Cardiovascular English – Do People Understand What you Are Saying? Read more: http://www.articlesbase.com/science-articles/cardiovascular-english-do-

Many non-native speaking cardiovascular professionals (physicians, nurses, sales representative) have a need to improve their cardiovascular English. Does that sound like you? It may be troubling for you if you have to give a lecture or want to publish a paper using English. In reality, your English (because if you went to medical school, participated in a cardiovascular residency, or took part in some other specialized cardiovascular training), is pretty good. The problem is you have not practiced your cardiovascular English, as well as your regular conversational English, and you are afraid of being embarrassed in front of your peers when you lecture.

Let's just imagine, you, a cardiovascular professional, need to make a presentation in English. Are you confident you can express yourself properly? Are you comfortable with the thought of doing that, or does it make you feel nervous? Here are three tips that will make you more confident when you have to express yourself in English.

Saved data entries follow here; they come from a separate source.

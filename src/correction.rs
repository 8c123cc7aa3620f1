//! Correction data: the LO delivery-loss table and per-profile adjustment templates
//!
//! Both are loaded before a run and never mutated during it. Missing data is never an error: a
//! missing file loads as an empty table, a missing entry corrects by nothing.

use std::{
    collections::BTreeMap,
    io::Write,
    path::Path,
};
use serde::{ Deserialize, Serialize, de::DeserializeOwned };
use tracing::debug;
use crate::{
    error::{ Error, Result },
    units::SetPoint,
};

/// Replace `path` wholesale with `contents`
///
/// Writes a sibling temp file first so a reader never sees a half-written table.
pub(crate) fn write_replacing(path: &Path, contents: &[u8]) -> Result<()>
{
    let mut tmp_name = path.as_os_str().to_owned();
    tmp_name.push(".tmp");
    let tmp_path = Path::new(&tmp_name);

    let mut file = std::fs::File::create(tmp_path).map_err(|err| Error::file(tmp_path, err))?;
    file.write_all(contents).map_err(|err| Error::file(tmp_path, err))?;
    file.sync_all().map_err(|err| Error::file(tmp_path, err))?;
    drop(file);

    std::fs::rename(tmp_path, path).map_err(|err| Error::file(path, err))
}

/// Read a JSON document, or `None` when the file does not exist
fn read_json<T: DeserializeOwned>(path: &Path) -> Result<Option<T>>
{
    match std::fs::read_to_string(path) {
        Ok(text) => Ok(Some(serde_json::from_str(&text)?)),
        Err(err) if err.kind() == std::io::ErrorKind::NotFound => {
            debug!(path = %path.display(), "no correction file");
            Ok(None)
        }
        Err(err) => Err(Error::file(path, err)),
    }
}

fn write_json<T: Serialize>(path: &Path, value: &T) -> Result<()>
{
    let text = serde_json::to_vec_pretty(value)?;
    write_replacing(path, &text)
}

/// One measured loss, as stored on disk
#[derive(Debug, Clone, Copy, PartialEq, Serialize, Deserialize)]
pub struct LossEntry
{
    /// LO power set-point, dBm
    pub power: SetPoint,
    /// Generator frequency set-point, Hz
    pub frequency: SetPoint,
    /// dB
    pub loss: f64,
}

/// Measured LO delivery loss by power set-point, then generator frequency set-point
#[derive(Debug, Clone, Default, PartialEq, Serialize, Deserialize)]
#[serde(from = "Vec<LossEntry>", into = "Vec<LossEntry>")]
pub struct LossTable
{
    table: BTreeMap<SetPoint, BTreeMap<SetPoint, f64>>,
}

impl LossTable
{
    /// Loss at `(power, frequency)`, or 0 for a pair that was never calibrated
    pub fn get(&self, power: SetPoint, frequency: SetPoint) -> f64
    {
        self.table
            .get(&power)
            .and_then(|row| row.get(&frequency))
            .copied()
            .unwrap_or(0.0)
    }

    pub fn insert(&mut self, power: SetPoint, frequency: SetPoint, loss: f64)
    {
        self.table.entry(power).or_default().insert(frequency, loss);
    }

    pub fn len(&self) -> usize
    {
        self.table.values().map(|row| row.len()).sum()
    }

    pub fn is_empty(&self) -> bool
    {
        self.len() == 0
    }

    pub fn entries(&self) -> impl Iterator<Item = LossEntry> + '_
    {
        self.table.iter().flat_map(|(power, row)| {
            row.iter().map(move |(frequency, loss)| LossEntry {
                power: *power,
                frequency: *frequency,
                loss: *loss,
            })
        })
    }

    pub fn load(path: &Path) -> Result<Self>
    {
        Ok(read_json(path)?.unwrap_or_default())
    }

    pub fn save(&self, path: &Path) -> Result<()>
    {
        write_json(path, self)
    }
}

impl From<Vec<LossEntry>> for LossTable
{
    fn from(entries: Vec<LossEntry>) -> Self
    {
        let mut table = Self::default();
        for entry in entries {
            table.insert(entry.power, entry.frequency, entry.loss);
        }

        table
    }
}

impl From<LossTable> for Vec<LossEntry>
{
    fn from(table: LossTable) -> Self
    {
        table.entries().collect()
    }
}

/// Correction applied to one processed record
///
/// `p_out`, `p_carr`, `a_sb` and `a_x3` are added to the matching derived quantities. `lo_p` and
/// `lo_f` record which point the entry was captured at and are not applied.
#[derive(Debug, Clone, Copy, Default, PartialEq, Serialize, Deserialize)]
pub struct AdjustmentEntry
{
    pub lo_p: f64,
    pub lo_f: f64,
    pub p_out: f64,
    pub p_carr: f64,
    pub a_sb: f64,
    pub a_x3: f64,
}

/// Per-index corrections captured from a reference run
///
/// Entry `i` corrects the `i`-th processed record of a run with the same sweep shape.
#[derive(Debug, Clone, Default, PartialEq, Serialize, Deserialize)]
#[serde(transparent)]
pub struct AdjustmentTemplate
{
    entries: Vec<AdjustmentEntry>,
}

impl AdjustmentTemplate
{
    pub fn with(entries: Vec<AdjustmentEntry>) -> Self
    {
        Self { entries: entries }
    }

    pub fn get(&self, index: usize) -> Option<&AdjustmentEntry>
    {
        self.entries.get(index)
    }

    pub fn len(&self) -> usize
    {
        self.entries.len()
    }

    pub fn is_empty(&self) -> bool
    {
        self.entries.is_empty()
    }

    /// `None` when the profile has no template yet
    pub fn load(path: &Path) -> Result<Option<Self>>
    {
        read_json(path)
    }

    pub fn save(&self, path: &Path) -> Result<()>
    {
        write_json(path, self)
    }
}

#[cfg(test)]
mod tests
{
    use super::{ AdjustmentEntry, AdjustmentTemplate, LossTable };
    use crate::units::SetPoint;

    fn sp(value: f64) -> SetPoint
    {
        SetPoint::from_f64(value)
    }

    #[test]
    fn missing_entry_is_zero()
    {
        let mut table = LossTable::default();
        table.insert(sp(-10.0), sp(50_000_000.0), 1.25);

        assert_eq!(table.get(sp(-10.0), sp(50_000_000.0)), 1.25);
        assert_eq!(table.get(sp(-10.0), sp(150_000_000.0)), 0.0);
        assert_eq!(table.get(sp(-5.0), sp(50_000_000.0)), 0.0);
    }

    #[test]
    fn loss_table_round_trip()
    {
        let dir = tempfile::tempdir().unwrap();
        let path = dir.path().join("cal_lo.json");

        let mut table = LossTable::default();
        for (power, freq, loss) in [(-10.0, 50e6, 0.5), (-10.0, 150e6, 0.75), (0.0, 50e6, 1.125)] {
            table.insert(sp(power), sp(freq), loss);
        }
        table.save(&path).unwrap();

        let loaded = LossTable::load(&path).unwrap();
        assert_eq!(loaded.len(), 3);
        for entry in table.entries() {
            assert_eq!(loaded.get(entry.power, entry.frequency), entry.loss);
        }
        assert!(!dir.path().join("cal_lo.json.tmp").exists());
    }

    #[test]
    fn missing_files_load_empty()
    {
        let dir = tempfile::tempdir().unwrap();
        assert!(LossTable::load(&dir.path().join("cal_lo.json")).unwrap().is_empty());
        assert!(AdjustmentTemplate::load(&dir.path().join("adjust_+25.json")).unwrap().is_none());
    }

    #[test]
    fn template_is_a_plain_list()
    {
        let template = AdjustmentTemplate::with(vec![AdjustmentEntry { p_out: 0.5, ..Default::default() }]);
        let json = serde_json::to_value(&template).unwrap();
        assert!(json.is_array());
        assert_eq!(json[0]["p_out"], 0.5);
        assert!(template.get(1).is_none());
    }
}
//! Run control surface: check, calibrate and measure against one bench
//!
//! The controller owns the bench, the loss tables and the result accumulator. Each operation
//! validates its request before any instrument is touched, so a bad profile name or an
//! unconnected bench fails without bus traffic.

use std::{
    fmt,
    path::PathBuf,
    sync::{ Arc, Mutex, MutexGuard, PoisonError },
};
use tracing::{ info, warn };
use crate::{
    calibrate::{ self, CalibrationKind },
    cancel::CancelToken,
    correction::LossTable,
    devices::{ InstrumentSet, Role },
    error::{ Error, Result },
    measure,
    params::{ DeviceProfile, ProfileSet, SecondaryParameters },
    result::ResultAccumulator,
};

/// How a run ended, as the run owner sees it
#[derive(Debug)]
pub enum RunOutcome
{
    Completed,
    /// Stopped through the cancellation token. Instruments were shut down.
    Cancelled,
    Failed(Error),
}

impl RunOutcome
{
    pub fn is_completed(&self) -> bool
    {
        matches!(self, Self::Completed)
    }
}

impl <T> From<Result<T>> for RunOutcome
{
    fn from(result: Result<T>) -> Self
    {
        match result {
            Ok(_) => Self::Completed,
            Err(Error::Cancelled) => Self::Cancelled,
            Err(err) => Self::Failed(err),
        }
    }
}

impl fmt::Display for RunOutcome
{
    fn fmt(&self, f: &mut fmt::Formatter<'_>) -> fmt::Result
    {
        match self {
            Self::Completed => f.write_str("completed"),
            Self::Cancelled => f.write_str("cancelled"),
            Self::Failed(err) => write!(f, "failed: {}", err),
        }
    }
}

pub type SharedResults = Arc<Mutex<ResultAccumulator>>;

pub struct Controller
{
    bench: InstrumentSet,
    profiles: ProfileSet,
    data_dir: PathBuf,
    losses_lo: LossTable,
    losses_rf: LossTable,
    results: SharedResults,
    present: bool,
}

impl Controller
{
    /// Take ownership of a bench, loading whatever calibration `data_dir` already holds
    pub fn with(bench: InstrumentSet, data_dir: impl Into<PathBuf>) -> Result<Self>
    {
        let data_dir = data_dir.into();
        let losses_lo = LossTable::load(&data_dir.join(CalibrationKind::Lo.file_name()))?;
        let losses_rf = LossTable::load(&data_dir.join(CalibrationKind::Rf.file_name()))?;
        info!(dir = %data_dir.display(), lo_entries = losses_lo.len(), "controller ready");

        Ok(Self {
            bench: bench,
            profiles: ProfileSet::default(),
            data_dir: data_dir,
            losses_lo: losses_lo,
            losses_rf: losses_rf,
            results: Arc::new(Mutex::new(ResultAccumulator::new())),
            present: false,
        })
    }

    pub fn losses(&self, kind: CalibrationKind) -> &LossTable
    {
        match kind {
            CalibrationKind::Lo => &self.losses_lo,
            CalibrationKind::Rf => &self.losses_rf,
        }
    }

    /// Shared handle to the result accumulator
    ///
    /// Readers should lock only long enough to copy what they need.
    pub fn results(&self) -> SharedResults
    {
        Arc::clone(&self.results)
    }

    fn lock_results(&self) -> MutexGuard<'_, ResultAccumulator>
    {
        self.results.lock().unwrap_or_else(PoisonError::into_inner)
    }

    /// Whether the last check found the device present
    pub fn is_present(&self) -> bool
    {
        self.present
    }

    /// Probe every instrument
    pub async fn connect(&mut self) -> bool
    {
        let found = self.bench.find_all().await;
        for (role, status) in self.bench.status() {
            info!(%role, found = status, "instrument probed");
        }

        found
    }

    pub fn status(&self) -> Vec<(Role, bool)>
    {
        self.bench.status()
    }

    /// Roles which did not answer the last probe
    pub fn missing(&self) -> Vec<Role>
    {
        self.bench.missing()
    }

    fn ensure_connected(&self) -> Result<()>
    {
        let missing = self.missing();
        if missing.is_empty() {
            Ok(())
        }
        else {
            Err(Error::NotConnected(missing))
        }
    }

    fn profile(&self, name: &str) -> Result<DeviceProfile>
    {
        self.profiles.get(name).cloned()
    }

    fn profile_path(&self, file_name: &str) -> PathBuf
    {
        self.data_dir.join(file_name)
    }

    /// Reset every instrument and mark the device present
    pub async fn check(&mut self, token: &CancelToken, profile: &str, params: &SecondaryParameters) -> Result<()>
    {
        let profile = self.profile(profile)?;
        params.validate()?;
        self.ensure_connected()?;

        if token.is_cancelled() {
            return Err(Error::Cancelled);
        }
        self.bench.reset_all().await?;
        self.present = true;
        info!(profile = %profile.name, "device present");

        Ok(())
    }

    /// Run a calibration and persist the resulting table
    pub async fn calibrate(
        &mut self,
        token: &CancelToken,
        kind: CalibrationKind,
        params: &SecondaryParameters,
    ) -> Result<usize>
    {
        params.validate()?;

        let table = match kind {
            CalibrationKind::Lo => {
                self.ensure_connected()?;
                calibrate::calibrate_lo(&mut self.bench, token, params).await?
            }
            CalibrationKind::Rf => calibrate::calibrate_rf(),
        };

        let path = self.profile_path(kind.file_name());
        table.save(&path)?;
        info!(?kind, entries = table.len(), path = %path.display(), "calibration saved");

        let entries = table.len();
        match kind {
            CalibrationKind::Lo => self.losses_lo = table,
            CalibrationKind::Rf => self.losses_rf = table,
        }

        Ok(entries)
    }

    /// Run a measurement sweep into the result accumulator
    ///
    /// The accumulator is reset against the profile's adjustment template first. It is finalized only
    /// when the sweep completes.
    pub async fn measure(&mut self, token: &CancelToken, profile: &str, params: SecondaryParameters) -> Result<usize>
    {
        let profile = self.profile(profile)?;
        params.validate()?;
        self.ensure_connected()?;

        let template_path = self.profile_path(&profile.adjust);
        self.lock_results().select_template(template_path)?;
        info!(profile = %profile.name, "measurement requested");

        let results = Arc::clone(&self.results);
        let points = measure::run(&mut self.bench, token, &params, &self.losses_lo, move |point| {
            results
                .lock()
                .unwrap_or_else(PoisonError::into_inner)
                .add_point(point.clone());
        }).await?;

        self.lock_results().finalize();

        Ok(points.len())
    }

    /// Save the current run as the profile's zero-correction baseline, unless one exists
    pub fn capture_template(&self) -> Result<bool>
    {
        self.lock_results().capture_adjustment_template()
    }

    /// Where the profile's processed records are exported
    pub fn result_path(&self, profile: &str) -> Result<PathBuf>
    {
        let profile = self.profile(profile)?;
        Ok(self.profile_path(&profile.result))
    }

    /// Write the processed log to the profile's result file
    pub fn export(&self, profile: &str) -> Result<PathBuf>
    {
        let path = self.result_path(profile)?;
        self.lock_results().export_csv(&path)?;

        Ok(path)
    }

    /// Delete the profile's adjustment template
    ///
    /// A template only corrects runs of the same shape, so it is dropped when parameters change.
    pub fn invalidate_template(&self, profile: &str) -> Result<()>
    {
        let profile = self.profile(profile)?;
        let path = self.profile_path(&profile.adjust);

        match std::fs::remove_file(&path) {
            Ok(()) => {
                info!(path = %path.display(), "adjustment template removed");
                Ok(())
            }
            Err(err) if err.kind() == std::io::ErrorKind::NotFound => Ok(()),
            Err(err) => {
                warn!(path = %path.display(), %err, "adjustment template not removed");
                Err(Error::file(path, err))
            }
        }
    }
}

#1 – Slow down. Many non-native English speaking professionals speak to fast for people to understand. There is a rhythm when giving a lecture that should be calm and relaxed. You do know about cardiology, you are a subject matter expert. You just need to brush up (study) the cardiovascular English you learned in school. Slow down as you come to difficult to pronounce words such as brachycardia, antiarrhythmics, and streptokinase. Native English speaking professionals will understand you better, and appreciate your effort for pronouncing the word correctly. Believe it or not, native English speakers think you are exceptional if you can give a lecture, in English, in front of them. They will be very forgiving. All of them will be thinking, "Wow, this person is brave, I could never do that!"

#2 - Realize that all medical professionals make mistakes when they lecture. Even if a native English speaker is speaking to another group of native English speakers, it is normal for them to make mistakes in their lecture. It is only human! Do not think that just because you are a non-native English speaker, you cannot speak in front of an English speaking audience. You can do it, and will receive an enormous amount of respect from your peers!

#3 – Use the internet to help you with pronunciation. There are many free resources to help you with your pronunciation. Dictionary.com is a great one. Just search the term "cardiovascular English" and you should find lots of helpful resources.

In summary, slow down, realize everyone makes mistakes, and use the internet to your advantage. If you use these three tips, your presentation will be great!